Musée d’État d’Auschwitz-Birkenau,
Oświęcim, Pologne.
Coll. Mémoire Vive. Droits réservés.

Hilaire Sartorio naît le 2 janvier 1899 à Paris 19e arrondissement, chez ses parents, Emmanuel Sartorio, 41 ans, fumiste, et Victorine Clotilde Marie Morel, 37 ans, blanchisseuse, domiciliés au 13, rue Riquet. Tous deux seront décédés au moment de son arrestation.

Le 10 février 1907, son père, devenu chaudronnier, âgé de 49 ans, décède au domicile familial, alors au 5, rue Riquet.

Resté auprès de sa mère, Hilaire Sartorio commence à travailler comme chaudronnier en fer.

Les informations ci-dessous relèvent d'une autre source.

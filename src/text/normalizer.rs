use regex::Regex;

use crate::config::{Lexicon, LexiconError, term_matcher};
use crate::text::word_count;

/// Lines of at most this many words that mention a noise term are notices.
const NOTICE_MAX_WORDS: usize = 12;

/// Cleans raw fetched text before it is segmented or stored.
///
/// Construct once from a [`Lexicon`] and reuse; the noise matchers are compiled
/// up front.
#[derive(Debug, Clone)]
pub struct TextNormalizer {
    empty_brackets: Regex,
    lone_date: Regex,
    noise_prefix: Option<Regex>,
    noise_term: Option<Regex>,
}

impl TextNormalizer {
    /// Builds a normalizer using the lexicon's noise vocabularies.
    ///
    /// # Errors
    ///
    /// Returns an error if a noise term list cannot be compiled.
    pub fn new(lexicon: &Lexicon) -> Result<Self, LexiconError> {
        Ok(Self {
            empty_brackets: Regex::new(r"\(\s*\)|\[\s*\]").map_err(LexiconError::Pattern)?,
            lone_date: Regex::new(r"^\d{1,2}/\d{1,2}/\d{2,4}$").map_err(LexiconError::Pattern)?,
            noise_prefix: term_matcher(&lexicon.noise_prefixes, "^", r"\b")?,
            noise_term: term_matcher(&lexicon.noise_terms, r"\b", r"\b")?,
        })
    }

    /// Normalizes whitespace, control characters and punctuation.
    ///
    /// # Normalization rules
    ///
    /// - Line breaks are kept; any other whitespace becomes a space
    /// - Other C0/C1 control characters are removed
    /// - Empty `()` and `[]` pairs are removed, nested ones included
    /// - Runs of the same terminal punctuation collapse (`!!!` becomes `!`)
    /// - Runs of spaces collapse and every line is trimmed
    /// - Two or more blank lines collapse to one blank line
    /// - Leading and trailing blank lines are removed
    ///
    /// The result is a fixed point: cleaning it again changes nothing.
    ///
    /// # Examples
    ///
    /// ```
    /// use maktaba::config::Lexicon;
    /// use maktaba::text::TextNormalizer;
    ///
    /// let normalizer = TextNormalizer::new(&Lexicon::bundled().unwrap()).unwrap();
    /// assert_eq!(normalizer.clean("  Wow!!!   Really ()  "), "Wow! Really");
    /// assert_eq!(normalizer.clean("a\n\n\n\nb"), "a\n\nb");
    /// ```
    #[must_use]
    pub fn clean(&self, text: &str) -> String {
        let visible: String = text
            .replace("\r\n", "\n")
            .chars()
            .filter_map(|c| match c {
                '\n' | '\r' => Some('\n'),
                c if c.is_whitespace() => Some(' '),
                c if c.is_control() => None,
                c => Some(c),
            })
            .collect();

        // Removing one pair can expose an enclosing empty pair
        let mut unbracketed = visible;
        while self.empty_brackets.is_match(&unbracketed) {
            unbracketed = self
                .empty_brackets
                .replace_all(&unbracketed, "")
                .into_owned();
        }

        let mut punctuated = String::with_capacity(unbracketed.len());
        let mut previous = None;
        for c in unbracketed.chars() {
            if matches!(c, '.' | '!' | '?') && previous == Some(c) {
                continue;
            }
            punctuated.push(c);
            previous = Some(c);
        }

        let lines: Vec<String> = punctuated
            .split('\n')
            .map(|line| line.split_whitespace().collect::<Vec<_>>().join(" "))
            .collect();

        collapse_blank_lines(lines.iter().map(String::as_str))
    }

    /// Removes boilerplate lines from cleaned text.
    ///
    /// A line is dropped when it starts with an advertising or subscription
    /// word, is a short notice mentioning cookie or legal boilerplate, or
    /// consists of a lone `dd/mm/yyyy` style date. Longer lines only lose the
    /// boilerplate terms themselves. Expects the output of [`Self::clean`].
    ///
    /// # Examples
    ///
    /// ```
    /// use maktaba::config::Lexicon;
    /// use maktaba::text::TextNormalizer;
    ///
    /// let normalizer = TextNormalizer::new(&Lexicon::bundled().unwrap()).unwrap();
    /// let text = "Cairo is large.\nSubscribe to our newsletter\n12/05/2023\nIt is old.";
    /// assert_eq!(normalizer.filter_noise(text), "Cairo is large.\nIt is old.");
    /// ```
    #[must_use]
    pub fn filter_noise(&self, text: &str) -> String {
        let kept: Vec<String> = text
            .lines()
            .filter(|line| !self.is_noise_line(line.trim()))
            .map(|line| self.strip_noise_terms(line))
            .collect();
        collapse_blank_lines(kept.iter().map(String::as_str))
    }

    /// Convenience for `filter_noise(clean(text))`.
    #[must_use]
    pub fn normalize(&self, text: &str) -> String {
        self.filter_noise(&self.clean(text))
    }

    fn is_noise_line(&self, line: &str) -> bool {
        if line.is_empty() {
            return false;
        }

        self.noise_prefix.as_ref().is_some_and(|re| re.is_match(line))
            || (word_count(line) <= NOTICE_MAX_WORDS
                && self.noise_term.as_ref().is_some_and(|re| re.is_match(line)))
            || self.lone_date.is_match(line)
    }

    fn strip_noise_terms(&self, line: &str) -> String {
        match &self.noise_term {
            Some(re) if re.is_match(line) => re
                .replace_all(line, "")
                .split_whitespace()
                .collect::<Vec<_>>()
                .join(" "),
            _ => line.to_string(),
        }
    }
}

/// Joins lines, keeping at most one blank line in a row and trimming the ends.
fn collapse_blank_lines<'a>(lines: impl Iterator<Item = &'a str>) -> String {
    let mut kept: Vec<&str> = Vec::new();
    for line in lines {
        if line.is_empty() && kept.last().is_some_and(|last| last.is_empty()) {
            continue;
        }
        kept.push(line);
    }

    kept.join("\n").trim().to_string()
}
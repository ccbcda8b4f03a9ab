//! Answer composition from summary and key points.

use std::fmt::Write as _;

use tracing::warn;

use crate::key_points::KeyPointExtractor;
use crate::summarizer::Summarizer;

use super::types::{Answer, ComposeError, DegradeReason};

/// Default summary length of a composed answer.
pub const DEFAULT_SUMMARY_SENTENCES: usize = 7;
/// Default length of the raw-context fallback.
pub const DEFAULT_FALLBACK_CHARS: usize = 800;

/// Builder for constructing `AnswerComposer` instances.
#[derive(Default)]
pub struct AnswerComposerBuilder {
    summarizer: Option<Summarizer>,
    key_points: Option<KeyPointExtractor>,
    summary_sentences: Option<usize>,
    fallback_chars: Option<usize>,
}

impl AnswerComposerBuilder {
    /// Creates a new builder.
    pub fn new() -> Self {
        Self::default()
    }

    /// Sets the summarizer used for the summary section.
    pub fn summarizer(mut self, summarizer: Summarizer) -> Self {
        self.summarizer = Some(summarizer);
        self
    }

    /// Sets the extractor used for the key-points section.
    pub fn key_points(mut self, key_points: KeyPointExtractor) -> Self {
        self.key_points = Some(key_points);
        self
    }

    /// Sets the number of summary sentences (default 7).
    pub fn summary_sentences(mut self, sentences: usize) -> Self {
        self.summary_sentences = Some(sentences);
        self
    }

    /// Sets the fallback length in characters (default 800).
    pub fn fallback_chars(mut self, chars: usize) -> Self {
        self.fallback_chars = Some(chars);
        self
    }

    /// Builds the `AnswerComposer`.
    ///
    /// # Panics
    ///
    /// Panics if `summarizer()` or `key_points()` was not called.
    #[must_use]
    pub fn build(self) -> AnswerComposer {
        AnswerComposer {
            summarizer: self
                .summarizer
                .expect("summarizer must be set via summarizer() method"),
            key_points: self
                .key_points
                .expect("key_points must be set via key_points() method"),
            summary_sentences: self.summary_sentences.unwrap_or(DEFAULT_SUMMARY_SENTENCES),
            fallback_chars: self.fallback_chars.unwrap_or(DEFAULT_FALLBACK_CHARS),
        }
    }
}

/// Combines an extractive summary and key points into one answer.
#[derive(Debug, Clone)]
pub struct AnswerComposer {
    summarizer: Summarizer,
    key_points: KeyPointExtractor,
    summary_sentences: usize,
    fallback_chars: usize,
}

impl AnswerComposer {
    /// Composes an answer to `query` from `context`.
    ///
    /// Never fails: when the structured answer cannot be produced, the result
    /// is [`Answer::Degraded`] holding a prefix of the raw context.
    pub fn generate_answer(&self, query: &str, context: &str) -> Answer {
        match self.compose(context) {
            Ok(text) => Answer::Full(text),
            Err(ComposeError::EmptyContext) => {
                Answer::degraded(DegradeReason::EmptyContext, "", self.fallback_chars)
            }
            Err(e) => {
                warn!(query = %query, error = %e, "Answer composition failed, using raw context");
                self.degrade(e.reason(), context)
            }
        }
    }

    /// Builds a degraded answer from raw context with this composer's
    /// fallback length.
    pub fn degrade(&self, reason: DegradeReason, context: &str) -> Answer {
        Answer::degraded(reason, context, self.fallback_chars)
    }

    /// Formats the structured answer.
    ///
    /// The key-points section only appears when there is more than one point.
    pub fn compose(&self, context: &str) -> Result<String, ComposeError> {
        if context.trim().is_empty() {
            return Err(ComposeError::EmptyContext);
        }

        let summary = self.summarizer.summarize(context, self.summary_sentences);
        let points = self.key_points.extract_key_points(context);

        let mut answer = String::new();
        write!(answer, "**Summary:**\n\n{summary}\n\n")?;

        if points.len() > 1 {
            answer.push_str("**Key Points:**\n\n");
            for (i, point) in points.iter().enumerate() {
                writeln!(answer, "{}. {point}", i + 1)?;
            }
        }

        Ok(answer)
    }
}

#[cfg(test)]
mod tests {
    use super::*;
    use crate::config::Lexicon;

    fn composer() -> AnswerComposer {
        let lexicon = Lexicon::bundled().unwrap();
        AnswerComposerBuilder::new()
            .summarizer(Summarizer::new(&lexicon))
            .key_points(KeyPointExtractor::new(&lexicon, 7).unwrap())
            .build()
    }

    #[test]
    fn full_answer_has_summary_and_numbered_key_points() {
        let context = "Egypt is a country in North Africa. \
                       Its population is over 100 million people. \
                       The Nile is the main river flowing through it.";
        let answer = composer().generate_answer("Egypt", context);

        let Answer::Full(text) = answer else {
            panic!("expected a full answer");
        };
        assert!(text.starts_with("**Summary:**\n\n"));
        assert!(text.contains("**Key Points:**\n\n1. "));
        assert!(text.contains("\n2. "));
        assert!(text.ends_with('\n'));
    }

    #[test]
    fn single_key_point_omits_the_section() {
        // Only the sentence with a number qualifies
        let context = "The old harbour was rebuilt in 1902. Boats drift slowly along the water.";
        let text = composer().compose(context).unwrap();

        assert_eq!(text, format!("**Summary:**\n\n{context}\n\n"));
    }

    #[test]
    fn empty_context_degrades_to_empty_answer() {
        let answer = composer().generate_answer("anything", "  ");
        assert_eq!(answer.reason(), Some(DegradeReason::EmptyContext));
        assert_eq!(answer.text(), "");
    }

    #[test]
    fn degrade_uses_configured_fallback_length() {
        let lexicon = Lexicon::bundled().unwrap();
        let composer = AnswerComposerBuilder::new()
            .summarizer(Summarizer::new(&lexicon))
            .key_points(KeyPointExtractor::new(&lexicon, 7).unwrap())
            .fallback_chars(5)
            .build();

        let answer = composer.degrade(DegradeReason::UpstreamFailure, "0123456789");
        assert_eq!(answer.text(), "01234...");
    }

    #[test]
    fn default_fallback_is_eight_hundred_chars() {
        let context = "x".repeat(1000);
        let answer = composer().degrade(DegradeReason::Composition, &context);
        assert_eq!(answer.text().chars().count(), 803);
    }

    #[test]
    #[should_panic(expected = "summarizer must be set")]
    fn builder_requires_summarizer() {
        let lexicon = Lexicon::bundled().unwrap();
        let _ = AnswerComposerBuilder::new()
            .key_points(KeyPointExtractor::new(&lexicon, 7).unwrap())
            .build();
    }
}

À partir du 19 avril 1918, il est incorporé comme soldat de 2e classe au 10e régiment d’infanterie. Le 30 juillet 1919, il passe au 16e régiment de chasseurs à cheval. Le 9 juin 1920, il est nommé cavalier de 1ère classe. Le 9 juin 1920, il passe au 85e régiment d’artillerie lourde. Le 21 mars 1921, il est renvoyé dans ses foyers, titulaire d’un certificat de bonne conduite.

Au printemps 1922, Hilaire Sartorio vit toujours rue Riquet avec sa mère et son frère ou son oncle (?) Henri, lui aussi chaudronnier.

Le 24 juin 1922 à la mairie du 19e arrondissement, Hilaire Sartorio se marie avec Sylvie Françoise Hortense Thienpont, née le 7 février 1904 à Paris 19e. Ils ont un fils, Georges, né le 22 mars 1923, à Paris 19e.

La famille s’installe au 6, rue de Thionville, à Paris 19e ; au moins jusqu’au printemps 1936.

Le 1er février 1925 en soirée, la mère d’Hilaire décède à son domicile.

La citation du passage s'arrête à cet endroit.